C’est toute la radicalité de cet art muet qui s’installe, sans bruit et dilapide les codes fonctionnels pour s’approprier un lieu mental, celui de l’activité, pour en laisser émerger une force poétique en acte. Rien de symbolique donc ici, après avoir rendu sourdes les injonctions de l’efficacité et du fonctionnel de la vie de bureau, Marie Cool et Fabio Balducci les transforment en un espace aveugle où seuls quelques fragments du monde percent à travers ces tables érigées comme des barricades, où les écrans vides gisent au sol quand leur propriété fonctionnelle est de remplir le regard d’images et, partant, de masquer l’horizon. Mais la perspective a changé. Le monde même de Cool et Balducci a basculé à angle droit ; celui au sein duquel nous pénétrons, effaçant toute participation humaine sinon la nôtre, a trouvé son angle mort. D’où l’on ne voit plus.
De la tâche imposée par la seule exigence de sa réalisation aux accents « sisyphiens » des performances passées, l’absence et la difficulté de progresser dans cet espace, aux limites de la contorsion entre ces éléments échoués, prend des allures de paysage mental en ruines.

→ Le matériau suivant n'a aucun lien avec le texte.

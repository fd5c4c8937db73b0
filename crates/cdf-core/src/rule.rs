//! # Rule Contract
//!
//! The [`Rule`] trait is the shape every validation rule implements: which
//! dispatch keys it applies to, a whole-tree and/or per-element check, an
//! optional setup hook, and option handling validated against the rule's
//! statically declared option names.
//!
//! [`ReferenceRule`] refines the contract for reference-integrity checks:
//! a set of referenced identifiers must be a subset of the defined ones.

use std::collections::HashSet;

use roxmltree::{Document, Node};
use serde::{Deserialize, Serialize};

use crate::error::{EngineError, Violation};

/// Sentinel dispatch key for rules that check the whole tree once per run.
pub const TREE_KEY: &str = "tree";

/// A `(name, value)` pair configuring a named rule before setup.
///
/// Applied via [`Rule::set_option`]; fails if the rule does not declare an
/// option of that name.
#[derive(Debug, Clone, PartialEq, Eq, Serialize, Deserialize)]
pub struct RuleOption {
    /// The option name the rule must declare.
    pub name: String,
    /// The value to assign.
    pub value: String,
}

impl RuleOption {
    /// Create a rule option.
    pub fn new(name: impl Into<String>, value: impl Into<String>) -> Self {
        Self {
            name: name.into(),
            value: value.into(),
        }
    }
}

/// The parsed feed and schema trees, borrowed for the duration of one run.
///
/// Rules receive a context at every `setup` and check call instead of
/// holding the trees themselves, which keeps rule instances free of
/// document lifetimes.
#[derive(Debug, Clone, Copy)]
pub struct FeedContext<'a, 'input> {
    /// The parsed election data feed.
    pub feed: &'a Document<'input>,
    /// The parsed XSD schema.
    pub schema: &'a Document<'input>,
}

/// A unit of validation logic bound to one or more dispatch keys.
///
/// Success is `Ok(())`; a violation is returned, never panicked. Checks must
/// be safe to call repeatedly across elements without cross-contamination —
/// per-invocation state belongs in local values, not rule fields.
pub trait Rule {
    /// The rule class name used for option lookup, aggregation, and reports.
    fn name(&self) -> &'static str;

    /// One-line description shown by the rule listing.
    fn summary(&self) -> &'static str;

    /// The dispatch keys this rule is registered under. A whole-tree rule
    /// declares the single sentinel [`TREE_KEY`]. Pure declaration, no side
    /// effects.
    fn elements(&self) -> Vec<&'static str>;

    /// Apply a configuration option. Must be called, if at all, before
    /// [`Rule::setup`].
    ///
    /// # Errors
    ///
    /// [`EngineError::UnknownOption`] if the rule does not declare an option
    /// of that name. The default implementation declares none.
    fn set_option(&mut self, option: &RuleOption) -> Result<(), EngineError> {
        Err(EngineError::UnknownOption {
            rule: self.name().to_string(),
            option: option.name.clone(),
        })
    }

    /// One-time preparation, invoked once per instance after options are
    /// applied and before any check. Default is a no-op.
    fn setup(&mut self, _ctx: &FeedContext<'_, '_>) -> Result<(), Violation> {
        Ok(())
    }

    /// Check the whole tree. Invoked exactly once per run for rules
    /// registered under [`TREE_KEY`], before any per-element dispatch.
    fn check_tree(&mut self, _ctx: &FeedContext<'_, '_>) -> Result<(), Violation> {
        Ok(())
    }

    /// Check one element whose resolved logical type matched a declared key.
    fn check_element(
        &mut self,
        _ctx: &FeedContext<'_, '_>,
        _element: Node<'_, '_>,
    ) -> Result<(), Violation> {
        Ok(())
    }
}

impl std::fmt::Debug for dyn Rule {
    fn fmt(&self, f: &mut std::fmt::Formatter<'_>) -> std::fmt::Result {
        f.debug_struct("Rule").field("name", &self.name()).finish()
    }
}

/// A whole-tree rule that verifies reference integrity: every referenced
/// identifier must name a defined one.
pub trait ReferenceRule {
    /// What kind of entity is missing when a reference dangles; used in the
    /// failure message.
    fn missing_element(&self) -> &'static str {
        "data"
    }

    /// All identifier values that reference a pre-defined value.
    ///
    /// Ex: a party leader ID references an ID from a PersonCollection; this
    /// returns the set of all party leader IDs.
    fn gather_reference_values(&self, ctx: &FeedContext<'_, '_>) -> HashSet<String>;

    /// All pre-defined identifier values available to be referenced.
    fn gather_defined_values(&self, ctx: &FeedContext<'_, '_>) -> HashSet<String>;

    /// Fail with the set difference `referenced - defined` when non-empty.
    ///
    /// The listing is sorted for deterministic output.
    fn check_references(&self, ctx: &FeedContext<'_, '_>) -> Result<(), Violation> {
        let referenced = self.gather_reference_values(ctx);
        let defined = self.gather_defined_values(ctx);
        let mut missing: Vec<&str> = referenced
            .difference(&defined)
            .map(String::as_str)
            .collect();
        if missing.is_empty() {
            return Ok(());
        }
        missing.sort_unstable();
        Err(Violation::error(format!(
            "No defined {} for {} found in the feed.",
            self.missing_element(),
            missing.join(", ")
        )))
    }
}

#[cfg(test)]
mod tests {
    use super::*;

    struct NoOptions;

    impl Rule for NoOptions {
        fn name(&self) -> &'static str {
            "NoOptions"
        }
        fn summary(&self) -> &'static str {
            "Declares no options."
        }
        fn elements(&self) -> Vec<&'static str> {
            vec![TREE_KEY]
        }
    }

    #[test]
    fn default_set_option_rejects_everything() {
        let mut rule = NoOptions;
        let err = rule
            .set_option(&RuleOption::new("country_code", "us"))
            .unwrap_err();
        assert!(matches!(err, EngineError::UnknownOption { .. }));
    }

    struct FixedSets {
        referenced: Vec<&'static str>,
        defined: Vec<&'static str>,
    }

    impl ReferenceRule for FixedSets {
        fn missing_element(&self) -> &'static str {
            "Person"
        }
        fn gather_reference_values(&self, _ctx: &FeedContext<'_, '_>) -> HashSet<String> {
            self.referenced.iter().map(|s| s.to_string()).collect()
        }
        fn gather_defined_values(&self, _ctx: &FeedContext<'_, '_>) -> HashSet<String> {
            self.defined.iter().map(|s| s.to_string()).collect()
        }
    }

    fn dummy_ctx<'a, 'input>(doc: &'a roxmltree::Document<'input>) -> FeedContext<'a, 'input> {
        FeedContext {
            feed: doc,
            schema: doc,
        }
    }

    #[test]
    fn reference_check_passes_when_subset() {
        let doc = roxmltree::Document::parse("<Root/>").unwrap();
        let rule = FixedSets {
            referenced: vec!["id-1", "id-2"],
            defined: vec!["id-1", "id-2", "id-3", "id-4"],
        };
        assert!(rule.check_references(&dummy_ctx(&doc)).is_ok());
    }

    #[test]
    fn reference_check_lists_exactly_the_difference() {
        let doc = roxmltree::Document::parse("<Root/>").unwrap();
        let rule = FixedSets {
            referenced: vec!["id-1", "id-5", "id-6"],
            defined: vec!["id-1", "id-2", "id-3", "id-4"],
        };
        let violation = rule.check_references(&dummy_ctx(&doc)).unwrap_err();
        let text = violation.to_string();
        assert!(text.contains("id-5"));
        assert!(text.contains("id-6"));
        assert!(!text.contains("id-1"));
        assert!(text.contains("Person"));
    }
}
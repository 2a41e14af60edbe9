//! World and cast definitions.

use serde::{Deserialize, Serialize};

/// Status assigned to a character when the configuration omits one.
pub const DEFAULT_CHARACTER_STATUS: &str = "alive";

fn default_status() -> String {
    DEFAULT_CHARACTER_STATUS.to_string()
}

/// The story world: setting, description and rules.
///
/// Only `implicit_rules` grows during a session; everything else is fixed at
/// construction.
#[derive(Debug, Clone, PartialEq, Serialize, Deserialize)]
pub struct World {
    pub name: String,
    pub setting: String,
    #[serde(default)]
    pub description: String,
    /// Rules given up front by the configuration.
    #[serde(default)]
    pub rules_explicit: Vec<String>,
    /// Rules deduced during play, oldest first.
    #[serde(default)]
    pub implicit_rules: Vec<String>,
}

impl World {
    /// Create a world with a name and a setting.
    pub fn new(name: impl Into<String>, setting: impl Into<String>) -> Self {
        Self {
            name: name.into(),
            setting: setting.into(),
            description: String::new(),
            rules_explicit: Vec::new(),
            implicit_rules: Vec::new(),
        }
    }

    /// Set the free-text description.
    pub fn with_description(mut self, description: impl Into<String>) -> Self {
        self.description = description.into();
        self
    }

    /// Add an explicit rule.
    pub fn with_rule(mut self, rule: impl Into<String>) -> Self {
        self.rules_explicit.push(rule.into());
        self
    }
}

/// A member of the cast.
#[derive(Debug, Clone, PartialEq, Serialize, Deserialize)]
pub struct Character {
    pub name: String,
    #[serde(default)]
    pub role: String,
    /// Thematic element tied to the character.
    #[serde(default)]
    pub element: String,
    #[serde(default)]
    pub traits: Vec<String>,
    #[serde(default)]
    pub goals: Vec<String>,
    #[serde(default = "default_status")]
    pub status: String,
}

impl Character {
    /// Create a living character with a name and a role.
    pub fn new(name: impl Into<String>, role: impl Into<String>) -> Self {
        Self {
            name: name.into(),
            role: role.into(),
            element: String::new(),
            traits: Vec::new(),
            goals: Vec::new(),
            status: default_status(),
        }
    }

    pub fn with_element(mut self, element: impl Into<String>) -> Self {
        self.element = element.into();
        self
    }

    pub fn with_trait(mut self, character_trait: impl Into<String>) -> Self {
        self.traits.push(character_trait.into());
        self
    }

    pub fn with_goal(mut self, goal: impl Into<String>) -> Self {
        self.goals.push(goal.into());
        self
    }

    /// The character's main goal, if any.
    pub fn primary_goal(&self) -> Option<&str> {
        self.goals.first().map(String::as_str)
    }
}

#[cfg(test)]
mod tests {
    use super::*;

    #[test]
    fn test_character_status_defaults_to_alive() {
        let character: Character =
            serde_json::from_str(r#"{"name": "Li Wei", "role": "monk"}"#).unwrap();
        assert_eq!(character.status, "alive");
        assert!(character.traits.is_empty());
    }

    #[test]
    fn test_character_keeps_given_status() {
        let character: Character =
            serde_json::from_str(r#"{"name": "Zhao", "status": "wounded"}"#).unwrap();
        assert_eq!(character.status, "wounded");
        assert_eq!(character.role, "");
    }

    #[test]
    fn test_world_builder() {
        let world = World::new("Five Elements", "China, 1380")
            .with_description("A land of monasteries")
            .with_rule("No gunpowder weapons");

        assert_eq!(world.rules_explicit, vec!["No gunpowder weapons"]);
        assert!(world.implicit_rules.is_empty());
    }
}
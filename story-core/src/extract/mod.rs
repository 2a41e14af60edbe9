//! State extraction.
//!
//! After every generated fragment the extractor asks the model for a
//! structured analysis (facts, objects, rule violations), parses it and
//! merges the result into the [`NarrativeState`]. Extraction is fail-open:
//! a failed call or an unreadable reply leaves the state untouched.

mod parser;

pub use parser::{
    parse_analysis, AnalysisReport, ItemProposal, Section, ViolationProposal,
    DEFAULT_ITEM_STATUS, UNKNOWN_LOCATION,
};

use crate::llm::{GenerationError, GenerationRequest, TextGenerator};
use crate::memory::{MergeSummary, NarrativeState};
use std::sync::Arc;
use thiserror::Error;
use tracing::{debug, warn};

/// Temperature for analysis calls.
pub const ANALYSIS_TEMPERATURE: f32 = 0.2;

/// Errors from a single extraction attempt.
#[derive(Debug, Error)]
pub enum ExtractionError {
    #[error("Analysis request failed: {0}")]
    Generation(#[from] GenerationError),

    #[error("Analysis reply has no recognizable sections")]
    Unstructured,
}

/// Runs analysis prompts and merges the results into the state.
#[derive(Clone)]
pub struct StateExtractor {
    generator: Arc<dyn TextGenerator>,
}

impl StateExtractor {
    pub fn new(generator: Arc<dyn TextGenerator>) -> Self {
        Self { generator }
    }

    /// Analyze `fragment` without touching any state.
    pub async fn analyze(
        &self,
        state: &NarrativeState,
        fragment: &str,
    ) -> Result<AnalysisReport, ExtractionError> {
        let prompt = build_analysis_prompt(state, fragment);
        let reply = self
            .generator
            .generate(GenerationRequest::new(prompt, ANALYSIS_TEMPERATURE))
            .await?;
        parse_analysis(&reply).ok_or(ExtractionError::Unstructured)
    }

    /// Analyze `fragment` and merge the findings under `turn_id`.
    ///
    /// Returns `None` when the analysis failed; the state is then unchanged.
    pub async fn extract_and_merge(
        &self,
        state: &mut NarrativeState,
        fragment: &str,
        turn_id: usize,
    ) -> Option<MergeSummary> {
        match self.analyze(state, fragment).await {
            Ok(report) => {
                let summary = state.merge_analysis(&report, fragment, turn_id);
                debug!(
                    turn = turn_id,
                    facts = summary.facts_added,
                    items = summary.items_added,
                    inconsistencies = summary.inconsistencies_added,
                    "Merged analysis"
                );
                Some(summary)
            }
            Err(e) => {
                warn!(turn = turn_id, error = %e, "Extraction failed, state unchanged");
                None
            }
        }
    }
}

/// Analysis prompt: setting, explicit rules, fragment, then the format.
pub fn build_analysis_prompt(state: &NarrativeState, fragment: &str) -> String {
    let world = state.world();
    let rules = if world.rules_explicit.is_empty() {
        "No explicit rules.".to_string()
    } else {
        world
            .rules_explicit
            .iter()
            .map(|r| format!("- {r}"))
            .collect::<Vec<_>>()
            .join("\n")
    };

    let mut prompt = String::new();
    prompt.push_str(&format!(
        "Analyze this story fragment set in: {}\n\n",
        world.setting
    ));
    prompt.push_str(&format!("EXPLICIT WORLD RULES:\n{rules}\n\n"));
    prompt.push_str(&format!("Story to analyze:\n{fragment}\n\n"));
    prompt.push_str(include_str!("../prompts/analysis.txt"));
    prompt
}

Les ficelles, bandes de Scotch, feuilles de papier, jeux de lumière ou crayons qui peuplaient, voire rythmaient les œuvres de Marie Cool et Fabio Balducci ont déserté ces bureaux retournés, ont déjà fui ce monde qu’il nous appartient alors de hanter comme elle-seule savait le faire. Pour autant, cet espace désolé n’a rien du célèbre Tartare, cette prison mythologique protégée par de mostrueux remparts, il porte en lui les germes inattendus d’un renouveau. En l’ayant épuisé constamment, ils ont fait imploser l’ordre du monde en silence, laissant ses carcasses s’échouer au bord d’un océan aussi vaste qu’empli de promesses.
Indubitablement, cette exposition marque une rupture avec l’œuvre de ce couple devenu adjonction de quatre noms, « Marie Cool Fabio Balducci ». Indiciblement, la proposition, outre sa radicalité, nous révèle beaucoup sur le passé même de leur création, à défaut d’être prolixe sur son futur. Un geste pour les initiés donc, d’une certaine manière, mais un geste qui ne pourra qu’en initier d’autres à cette logique salutaire de l’effacement du fonctionnel, à l’appropriation grave et à la remise en cause inconditionnelle des espaces quotidiens, à la mise en déroute de la logique du travail, au démontage enfin de « l’efficace ».
Aride comme une certaine mort alors, un véritable effacement sur le point d’advenir qui distille dans Spiaggiamento le sentiment puissant d’une démarche artistique en évolution, une intimité sourde de l’œuvre, de ceux qui la voient et la mettent en scène à ceux qui la font. La sensation tenace que, dans leur effacement, dans l’exigence de leur proposition, ils parviennent à définitivement « hanter » cet espace. L’impression aussi d’une liberté absolue qui entraîne dans son sillage l’engagement de galeristes auprès d’eux (dont l’une d’elles, Cécilia Becanovic, leur offre un vibrant et fabuleux texte) pour laisser émerger une vie des idées sans la cadrer. L’annonciation enfin, d’une biographie d’artistes hors du commun qui semble destinée à s’écrire, dorénavant, en pointillés.